I reclusi - esclusi gli ebrei, alloggiati in apposite baracche in legno posizionate in maniera distaccata dal blocco centrale - potevano servirsi di un unico raccoglitore interno che serviva da toilette per le necessità notturne. La posizione, felice od ingrata, del posto da conquistare per dormire era fonte sovente di litigi da parte dei detenuti costretti a muoversi con difficoltà in spazi angusti.

Il cibo era razionato e distribuito sulla base della tipologia del detenuto cui era destinato: agli ebrei erano riservate le quantità minori di alimenti ed acqua. Abitualmente venivano serviti nelle gamelle di cui i forzati erano dotati tre pasti giornalieri: la colazione consisteva in due tazze di surrogato di caffè e 125 grammi di pane. Il pasto principale prevedeva una tazza di zuppa (essenzialmente acqua calda) mentre la cena vedeva nuovamente fornire due tazze di surrogato di caffè e 100 grammi di pane (talvolta accompagnato da un cucchiaio di marmellata o zucchero). Un'alimentazione evidentemente insufficiente a sostenere un essere umano, specie in considerazione del fatto dell'essere esposto a freddo intenso o a caldo intenso, duro lavoro e ad una costante persecuzione di carattere psicologico.

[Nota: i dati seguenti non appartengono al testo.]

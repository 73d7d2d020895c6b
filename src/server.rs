//! Webhook HTTP server
//!
//! Routes:
//!
//! - `POST /<webhook_path>` receives Telegram updates
//! - `GET /` answers `Bot is running!`
//! - `GET /health` aggregates component health checks (200 or 503)
//! - `GET /live` liveness check
//! - `GET /metrics` metrics snapshot
//!
//! The webhook always answers `200 OK` once the secret header (if any) has
//! been accepted, even for payloads it cannot parse, so Telegram does not
//! keep redelivering them.

use crate::chat::Update;
use crate::config::BotConfig;
use crate::error::{BotError, BotResult};
use crate::health::{HealthCheckManager, HealthCheckResult};
use crate::observability::metrics::metrics;
use crate::processor::MessageProcessor;
use serde::Serialize;
use std::convert::Infallible;
use std::future::Future;
use std::net::{IpAddr, SocketAddr};
use std::sync::Arc;
use std::time::{SystemTime, UNIX_EPOCH};
use tokio::sync::Mutex;
use tracing::{debug, info, warn};
use warp::http::StatusCode;
use warp::hyper::body::Bytes;
use warp::Filter;

/// Header Telegram sets when a webhook secret was registered
pub const SECRET_TOKEN_HEADER: &str = "x-telegram-bot-api-secret-token";

/// Largest update body accepted
pub const MAX_BODY_BYTES: u64 = 1024 * 1024;

/// Shared state behind the routes
pub struct ServerState {
    bot_id: String,
    webhook_path: String,
    webhook_secret: Option<String>,
    // one update at a time
    processor: Mutex<MessageProcessor>,
    health: HealthCheckManager,
}

impl ServerState {
    pub fn new(
        bot_id: impl Into<String>,
        webhook_path: impl Into<String>,
        webhook_secret: Option<String>,
        processor: MessageProcessor,
        health: HealthCheckManager,
    ) -> Self {
        Self {
            bot_id: bot_id.into(),
            webhook_path: webhook_path.into(),
            webhook_secret,
            processor: Mutex::new(processor),
            health,
        }
    }

    fn secret_accepted(&self, provided: Option<&str>) -> bool {
        match &self.webhook_secret {
            Some(expected) => provided == Some(expected.as_str()),
            None => true,
        }
    }
}

/// Build all routes over the shared state
pub fn routes(
    state: Arc<ServerState>,
) -> impl Filter<Extract = (impl warp::Reply,), Error = warp::Rejection> + Clone {
    let with_state = {
        let state = state.clone();
        warp::any().map(move || state.clone())
    };

    // path before method: unknown paths answer 404, not 405
    let webhook_route = warp::path(state.webhook_path.clone())
        .and(warp::path::end())
        .and(warp::post())
        .and(warp::header::optional::<String>(SECRET_TOKEN_HEADER))
        .and(warp::body::content_length_limit(MAX_BODY_BYTES))
        .and(warp::body::bytes())
        .and(with_state.clone())
        .and_then(handle_webhook);

    let root_route = warp::path::end()
        .and(warp::get())
        .map(|| "Bot is running!");

    let health_route = warp::path("health")
        .and(warp::path::end())
        .and(warp::get())
        .and(with_state)
        .and_then(handle_health);

    let live_route = warp::path("live")
        .and(warp::path::end())
        .and(warp::get())
        .map(|| {
            warp::reply::json(&LivenessResponse {
                alive: true,
                timestamp: current_timestamp(),
            })
        });

    let metrics_route = warp::path("metrics")
        .and(warp::path::end())
        .and(warp::get())
        .map(|| warp::reply::json(&metrics().get_metrics()));

    webhook_route
        .or(root_route)
        .or(health_route)
        .or(live_route)
        .or(metrics_route)
        .with(warp::trace::request())
}

async fn handle_webhook(
    secret: Option<String>,
    body: Bytes,
    state: Arc<ServerState>,
) -> Result<warp::reply::WithStatus<&'static str>, Infallible> {
    if !state.secret_accepted(secret.as_deref()) {
        warn!("Rejected webhook call with missing or wrong secret token");
        return Ok(warp::reply::with_status(
            "Unauthorized",
            StatusCode::UNAUTHORIZED,
        ));
    }

    let update: Update = match serde_json::from_slice(&body) {
        Ok(update) => update,
        Err(e) => {
            warn!("Discarding malformed update ({} bytes): {}", body.len(), e);
            metrics().update_malformed();
            return Ok(warp::reply::with_status("OK", StatusCode::OK));
        }
    };

    metrics().update_received();
    debug!("Received update {}", update.update_id);

    let processor = state.processor.lock().await;
    let outcome = processor.process_update(&update).await;
    debug!("Update {} finished: {:?}", update.update_id, outcome);

    Ok(warp::reply::with_status("OK", StatusCode::OK))
}

async fn handle_health(
    state: Arc<ServerState>,
) -> Result<warp::reply::WithStatus<warp::reply::Json>, Infallible> {
    let checks = state.health.run_health_checks().await;
    let healthy = HealthCheckManager::overall_health(&checks);

    let status = HealthStatus {
        status: if healthy { "healthy" } else { "degraded" },
        timestamp: current_timestamp(),
        bot_id: state.bot_id.clone(),
        uptime_seconds: metrics().get_metrics().uptime_seconds,
        checks,
    };
    let code = if healthy {
        StatusCode::OK
    } else {
        StatusCode::SERVICE_UNAVAILABLE
    };

    Ok(warp::reply::with_status(warp::reply::json(&status), code))
}

/// HTTP server wrapping the routes
pub struct WebhookServer {
    state: Arc<ServerState>,
    addr: SocketAddr,
}

impl WebhookServer {
    pub fn new(state: ServerState, addr: SocketAddr) -> Self {
        Self {
            state: Arc::new(state),
            addr,
        }
    }

    /// Server bound to `server.host` and the effective port
    pub fn from_config(
        config: &BotConfig,
        processor: MessageProcessor,
        health: HealthCheckManager,
    ) -> BotResult<Self> {
        let host: IpAddr = config.server.host.parse().map_err(|e| {
            BotError::server(format!("invalid server.host '{}': {e}", config.server.host))
        })?;

        let state = ServerState::new(
            config.bot.id.clone(),
            config.server.webhook_path.clone(),
            config.get_webhook_secret(),
            processor,
            health,
        );

        Ok(Self::new(
            state,
            SocketAddr::new(host, config.effective_port()),
        ))
    }

    pub fn state(&self) -> &Arc<ServerState> {
        &self.state
    }

    /// Serve until `shutdown` resolves, then drain in-flight requests
    pub async fn run_until<F>(self, shutdown: F) -> BotResult<()>
    where
        F: Future<Output = ()> + Send + 'static,
    {
        let (addr, server) = warp::serve(routes(self.state.clone()))
            .try_bind_with_graceful_shutdown(self.addr, shutdown)
            .map_err(|e| BotError::server(format!("failed to bind {}: {e}", self.addr)))?;

        info!(
            "Listening on {} (webhook path /{}, secret {})",
            addr,
            self.state.webhook_path,
            if self.state.webhook_secret.is_some() {
                "required"
            } else {
                "not configured"
            }
        );

        server.await;
        info!("Server stopped");
        Ok(())
    }
}

#[derive(Debug, Serialize)]
struct HealthStatus {
    status: &'static str,
    timestamp: u64,
    bot_id: String,
    uptime_seconds: u64,
    checks: Vec<HealthCheckResult>,
}

#[derive(Debug, Serialize)]
struct LivenessResponse {
    alive: bool,
    timestamp: u64,
}

fn current_timestamp() -> u64 {
    SystemTime::now()
        .duration_since(UNIX_EPOCH)
        .unwrap_or_default()
        .as_secs()
}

Per queste ragioni, Fort Breendonk è stato descritto come uno dei più duri campi di prigionia in tutta Europa. Non è stato un campo di concentramento o di sterminio in senso stretto ma essenzialmente un campo di transito per successive deportazioni. Ma le condizioni di vita in tale struttura furono talmente crudeli che chi riuscì a uscirne vivo in pochi casi poté sopravvivere successivamente agli stenti ai quali era stato qui sottoposto. È stato calcolato che circa il 10 per cento dei quasi quattromila internati riuscì a vivere oltre la data di conclusione del secondo conflitto mondiale.

Un particolare senso di repulsione è rimasto nelle popolazioni locali rispetto alle guardie SS di origine fiamminga che agirono in maniera così platealmente crudele verso connazionali in un cieco supporto dell'ideologia nazista.

Breendonk II[modifica | modifica wikitesto]

Con la liberazione avvenuta nel settembre del 1944, Fort Breendonk è stato usato per breve tempo come campo di internamento di collaborazionisti belgi degli occupanti nazisti. Questo periodo di vita della fortezza è ricordato con il nome di "Breendonk II". Un periodo durato effettivamente poco, considerato che il 10 ottobre dello stesso anno gli internati vennero trasferiti alle cosiddette Dossin Barracks, presso Mechelen.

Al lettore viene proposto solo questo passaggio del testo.